На рассвете шестнадцатого дня того месяца, мы начали подъем на лесистую гору, мы возвращались той же трудной дорогой, что и пришли. Я оставался у подножия горы, пока все мои конники не добрались до ее вершины, решив, что покину эти места вместе с последними воинами. Я понимал, что при возвращении на нас неожиданно могут напасть луры: увидев, что часть нашего войска находится на вершине горы, они могли осмелев атаковать нас, поэтому одновременно следя за отходом войска, я не упускал из виду задачу предупредить возможную атаку со стороны луров.
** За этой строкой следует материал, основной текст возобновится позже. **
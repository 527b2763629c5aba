use std::fmt;
use std::sync::Arc;

use serde::de::DeserializeOwned;
use serde::Serialize;
use serde_json::Value;

use crate::bootstrap::SdkLoader;
use crate::bridge::{BridgeGateway, EntryPointError, HOST_MODULE};
use crate::host::{self, EntryPoints, SNAPSHOT_CALLBACK};
use crate::marshal::{decode_snapshot, parse_store_result};
use crate::store::merge::merge_non_null;
use crate::store::subscriptions::{Deliver, Dispatch, Subscription, SubscriptionRegistry};
use crate::store::types::{
    StoreAck, StoreDocument, StoreOperationResult, UserDocument, USERS_COLLECTION,
};
use crate::store::LOGGER;

pub const ADD_DOCUMENT: &str = "store.addDocument";
pub const GET_DOCUMENT: &str = "store.getDocument";
pub const GET_ALL_DOCUMENTS: &str = "store.getAllDocuments";
pub const SET_DOCUMENT: &str = "store.setDocument";
pub const UPDATE_DOCUMENT: &str = "store.updateDocument";
pub const DELETE_DOCUMENT: &str = "store.deleteDocument";
pub const ON_DOCUMENT_SNAPSHOT: &str = "store.onDocumentSnapshot";
pub const OFF_DOCUMENT_SNAPSHOT: &str = "store.offDocumentSnapshot";

/// Document store client over the script-side store module.
///
/// Every operation answers with a [`StoreOperationResult`]; invalid arguments are
/// rejected locally and transport failures are folded into failure results.
pub struct DocumentStore {
    gateway: BridgeGateway,
    loader: Arc<SdkLoader>,
    subscriptions: SubscriptionRegistry,
}

impl DocumentStore {
    /// Builds the client and claims the `OnSnapshotCallback` entry point.
    pub fn new(
        gateway: BridgeGateway,
        loader: Arc<SdkLoader>,
    ) -> Result<Arc<DocumentStore>, EntryPointError> {
        Self::with_entry_points(gateway, loader, host::entry_points())
    }

    pub fn with_entry_points(
        gateway: BridgeGateway,
        loader: Arc<SdkLoader>,
        entry_points: Arc<EntryPoints>,
    ) -> Result<Arc<DocumentStore>, EntryPointError> {
        let store = Arc::new(DocumentStore {
            gateway,
            loader,
            subscriptions: SubscriptionRegistry::default(),
        });
        entry_points.store().claim(&store)?;
        Ok(store)
    }

    /// Creates a document with a backend-assigned id. The returned document carries
    /// its new reference.
    pub async fn add_document<T: StoreDocument>(
        &self,
        collection: &str,
        document: &T,
    ) -> StoreOperationResult<T> {
        if let Err(reason) = require(&[("collection", collection)]) {
            return invalid(ADD_DOCUMENT, reason);
        }
        let encoded = match encode_document(document) {
            Ok(encoded) => encoded,
            Err(reason) => return invalid(ADD_DOCUMENT, reason),
        };
        self.call(ADD_DOCUMENT, vec![text(collection), Value::String(encoded)])
            .await
    }

    /// A missing document is a success without a document.
    pub async fn get_document<T: DeserializeOwned>(
        &self,
        collection: &str,
        doc_id: &str,
    ) -> StoreOperationResult<T> {
        if let Err(reason) = require(&[("collection", collection), ("document id", doc_id)]) {
            return invalid(GET_DOCUMENT, reason);
        }
        self.call(GET_DOCUMENT, vec![text(collection), text(doc_id)])
            .await
    }

    /// Reads the whole collection in one call.
    pub async fn get_all_documents<T: DeserializeOwned>(
        &self,
        collection: &str,
    ) -> StoreOperationResult<T> {
        if let Err(reason) = require(&[("collection", collection)]) {
            return invalid(GET_ALL_DOCUMENTS, reason);
        }
        self.call(GET_ALL_DOCUMENTS, vec![text(collection)]).await
    }

    /// Replaces or creates the document at `collection/doc_id`.
    pub async fn set_document<T: StoreDocument>(
        &self,
        collection: &str,
        doc_id: &str,
        document: &T,
    ) -> StoreOperationResult<T> {
        if let Err(reason) = require(&[("collection", collection), ("document id", doc_id)]) {
            return invalid(SET_DOCUMENT, reason);
        }
        let encoded = match encode_document(document) {
            Ok(encoded) => encoded,
            Err(reason) => return invalid(SET_DOCUMENT, reason),
        };
        self.call(
            SET_DOCUMENT,
            vec![text(collection), text(doc_id), Value::String(encoded)],
        )
        .await
    }

    /// Merges the fields of `partial` into an existing `P` document.
    ///
    /// `C` carries only the fields to change; anything it serializes, nulls included,
    /// is written.
    pub async fn update_document<P, C>(
        &self,
        collection: &str,
        doc_id: &str,
        partial: &C,
    ) -> StoreOperationResult<P>
    where
        P: StoreDocument,
        C: Serialize,
    {
        if let Err(reason) = require(&[("collection", collection), ("document id", doc_id)]) {
            return invalid(UPDATE_DOCUMENT, reason);
        }
        let encoded = match encode_document(partial) {
            Ok(encoded) => encoded,
            Err(reason) => return invalid(UPDATE_DOCUMENT, reason),
        };
        self.call(
            UPDATE_DOCUMENT,
            vec![text(collection), text(doc_id), Value::String(encoded)],
        )
        .await
    }

    /// Writes the signed-in user's document at `users/{uid}` without erasing stored
    /// fields the caller left empty.
    pub async fn set_current_user_document<T: UserDocument>(
        &self,
        document: &T,
    ) -> StoreOperationResult<T> {
        let uid = match document.uid() {
            Some(uid) if !uid.trim().is_empty() => uid.to_string(),
            _ => return invalid(SET_DOCUMENT, "user document has no uid".to_string()),
        };
        let incoming = match to_object(document) {
            Ok(incoming) => incoming,
            Err(reason) => return invalid(SET_DOCUMENT, reason),
        };

        let existing = self.get_document::<Value>(USERS_COLLECTION, &uid).await;
        if !existing.success {
            LOGGER.error(format!(
                "Not writing {USERS_COLLECTION}/{uid}: existing document could not be read"
            ));
            return existing.discard_payload();
        }

        let merged = match existing.document {
            Some(stored) => merge_non_null(stored, incoming),
            None => incoming,
        };
        let encoded = merged.to_string();
        self.call(
            SET_DOCUMENT,
            vec![text(USERS_COLLECTION), text(&uid), Value::String(encoded)],
        )
        .await
    }

    pub async fn delete_document(&self, collection: &str, doc_id: &str) -> StoreAck {
        if let Err(reason) = require(&[("collection", collection), ("document id", doc_id)]) {
            return invalid(DELETE_DOCUMENT, reason);
        }
        self.call(DELETE_DOCUMENT, vec![text(collection), text(doc_id)])
            .await
    }

    /// Delivers every change of `collection/doc_id` to `callback`; `None` means the
    /// document was deleted.
    ///
    /// Subscriptions are keyed by document id: while one is active for `doc_id`,
    /// further calls succeed without arming another listener.
    pub async fn subscribe_for_document_updates<T, F>(
        &self,
        collection: &str,
        doc_id: &str,
        callback: F,
    ) -> StoreAck
    where
        T: StoreDocument,
        F: Fn(Option<T>) + Send + Sync + 'static,
    {
        if let Err(reason) = require(&[("collection", collection), ("document id", doc_id)]) {
            return invalid(ON_DOCUMENT_SNAPSHOT, reason);
        }
        self.loader.ensure_loaded_for(ON_DOCUMENT_SNAPSHOT).await;

        let deliver: Deliver = Arc::new(move |raw: &str| {
            callback(decode_snapshot::<T>(raw)?);
            Ok(())
        });
        let subscription = Subscription {
            collection: collection.to_string(),
            type_name: std::any::type_name::<T>(),
            deliver,
        };
        if !self.subscriptions.insert_if_absent(doc_id, subscription) {
            LOGGER.debug(format!("Already subscribed to {doc_id}"));
            return StoreAck::succeeded();
        }

        let args = vec![
            text(collection),
            text(doc_id),
            text(HOST_MODULE),
            text(SNAPSHOT_CALLBACK),
        ];
        let result: StoreAck = self.invoke(ON_DOCUMENT_SNAPSHOT, args).await;
        if !result.success {
            self.subscriptions.remove(doc_id);
        }
        result
    }

    /// Drops the subscription for `doc_id` and disarms the backend listener.
    pub async fn unsubscribe_from_document_updates(
        &self,
        collection: &str,
        doc_id: &str,
    ) -> StoreAck {
        if let Err(reason) = require(&[("collection", collection), ("document id", doc_id)]) {
            return invalid(OFF_DOCUMENT_SNAPSHOT, reason);
        }
        let Some(subscription) = self.subscriptions.remove(doc_id) else {
            return StoreAck::succeeded();
        };
        if subscription.collection != collection {
            LOGGER.warn(format!(
                "Subscription for {doc_id} was made on '{}', disarming '{collection}'",
                subscription.collection
            ));
        }
        self.call(OFF_DOCUMENT_SNAPSHOT, vec![text(collection), text(doc_id)])
            .await
    }

    pub fn is_subscribed(&self, doc_id: &str) -> bool {
        self.subscriptions.contains(doc_id)
    }

    pub fn subscription_count(&self) -> usize {
        self.subscriptions.len()
    }

    /// Routes a pushed snapshot to its subscriber. Nothing is reported back to the
    /// push source; misses and unreadable payloads are logged and dropped.
    pub(crate) fn handle_snapshot_push(&self, doc_id: &str, doc_json: &str) {
        let type_name = self.subscriptions.type_name_of(doc_id);
        match self.subscriptions.dispatch(doc_id, doc_json) {
            Dispatch::Delivered => {}
            Dispatch::Unknown => LOGGER.warn(format!(
                "Dropping snapshot for unsubscribed document {doc_id}"
            )),
            Dispatch::Rejected(err) => LOGGER.error(format!(
                "Dropping snapshot for {}/{doc_id} as {}: {err}; payload: {doc_json}",
                self.subscriptions.collection_of(doc_id).unwrap_or_default(),
                type_name.unwrap_or("?"),
            )),
        }
    }

    async fn call<T: DeserializeOwned>(
        &self,
        operation: &str,
        args: Vec<Value>,
    ) -> StoreOperationResult<T> {
        self.loader.ensure_loaded_for(operation).await;
        self.invoke(operation, args).await
    }

    async fn invoke<T: DeserializeOwned>(
        &self,
        operation: &str,
        args: Vec<Value>,
    ) -> StoreOperationResult<T> {
        match self.gateway.invoke_text(operation, args).await {
            Ok(raw) => parse_store_result(&raw),
            Err(err) => {
                LOGGER.error(format!("{operation} failed: {err}"));
                StoreOperationResult::from_bridge_error(&err)
            }
        }
    }
}

impl fmt::Debug for DocumentStore {
    fn fmt(&self, f: &mut fmt::Formatter<'_>) -> fmt::Result {
        f.debug_struct("DocumentStore")
            .field("subscriptions", &self.subscriptions)
            .finish_non_exhaustive()
    }
}

fn text(value: &str) -> Value {
    Value::String(value.to_string())
}

fn require(fields: &[(&str, &str)]) -> Result<(), String> {
    match fields.iter().find(|(_, value)| value.trim().is_empty()) {
        Some((name, _)) => Err(format!("{name} must not be blank")),
        None => Ok(()),
    }
}

fn invalid<T>(operation: &str, reason: String) -> StoreOperationResult<T> {
    LOGGER.error(format!("{operation}: {reason}"));
    StoreOperationResult::invalid_arguments(reason)
}

fn to_object<T: Serialize + ?Sized>(document: &T) -> Result<Value, String> {
    match serde_json::to_value(document) {
        Ok(value @ Value::Object(_)) => Ok(value),
        Ok(Value::Null) => Err("document is null".to_string()),
        Ok(other) => Err(format!("document must be a JSON object, found {other}")),
        Err(err) => Err(format!("document cannot be serialized: {err}")),
    }
}

fn encode_document<T: Serialize + ?Sized>(document: &T) -> Result<String, String> {
    to_object(document).map(|value| value.to_string())
}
Однако, как я узнал об этом позже, луры, озабоченные доставкой останков атабека в Хусейн-абад, ни о чем другом не думали, кроме как о том, чтобы скорее добраться до него, передать тело близким, доказав тем самым, что они доставили домой, как требовал того обычай, тело своего погибшего правителя.
Мы не могли вести своих лошадей прямо в гору, потому я велел устроить узкую наклонную дорогу, достигавшую до середины горы, по которой вполне могла пройти одна лошадь, а от середины горы к вершине животных уже тащили, обязав веревками. Шестнадцатый, семнадцатый и восемнадцатый дни месяца ушли на устройство той наклонной и извилистой дороги, по которой лошадей доводили до середины высоты той горы. Затем люди, находившиеся на вершине, тащили веревку, привязанную к лошади, а та, поддерживаемая таким образом, перебирая ногами, поднималась дальше наверх.
В войске нашем имелось определенное количество мулов, и хотя их тоже пришлось доставлять на вершину с помощью веревок, с ними пришлось легче, потому что это животное быстро передвигается по неровной местности, чего не умеют лошади, кроме того, при подъеме в гору, кони быстро выдыхаются, тогда как у мула или осла дыхание остается ровным, поэтому для провоза груза в горах лучшее вьючное животное — это мул.
Три дня длилось восхождение на ту гору, за это время двести человек из нашего войска сорвались вниз, гибли или получали ранения от этого, таким же образом мы лишились и части из своих лошадей, но в конце-концов достигли вершины. Я взошел на ту вершину в составе последнего отряда, а затем начался спуск с нее. К тому времени похолодало, а когда мы перешли по броду реку Симрэ, начал лить осенней дожди, которые продолжались без перерыва в течении трех суток и прекратились лишь тогда, когда добрались до Асйииаб-э Айезэ, родного села Гива.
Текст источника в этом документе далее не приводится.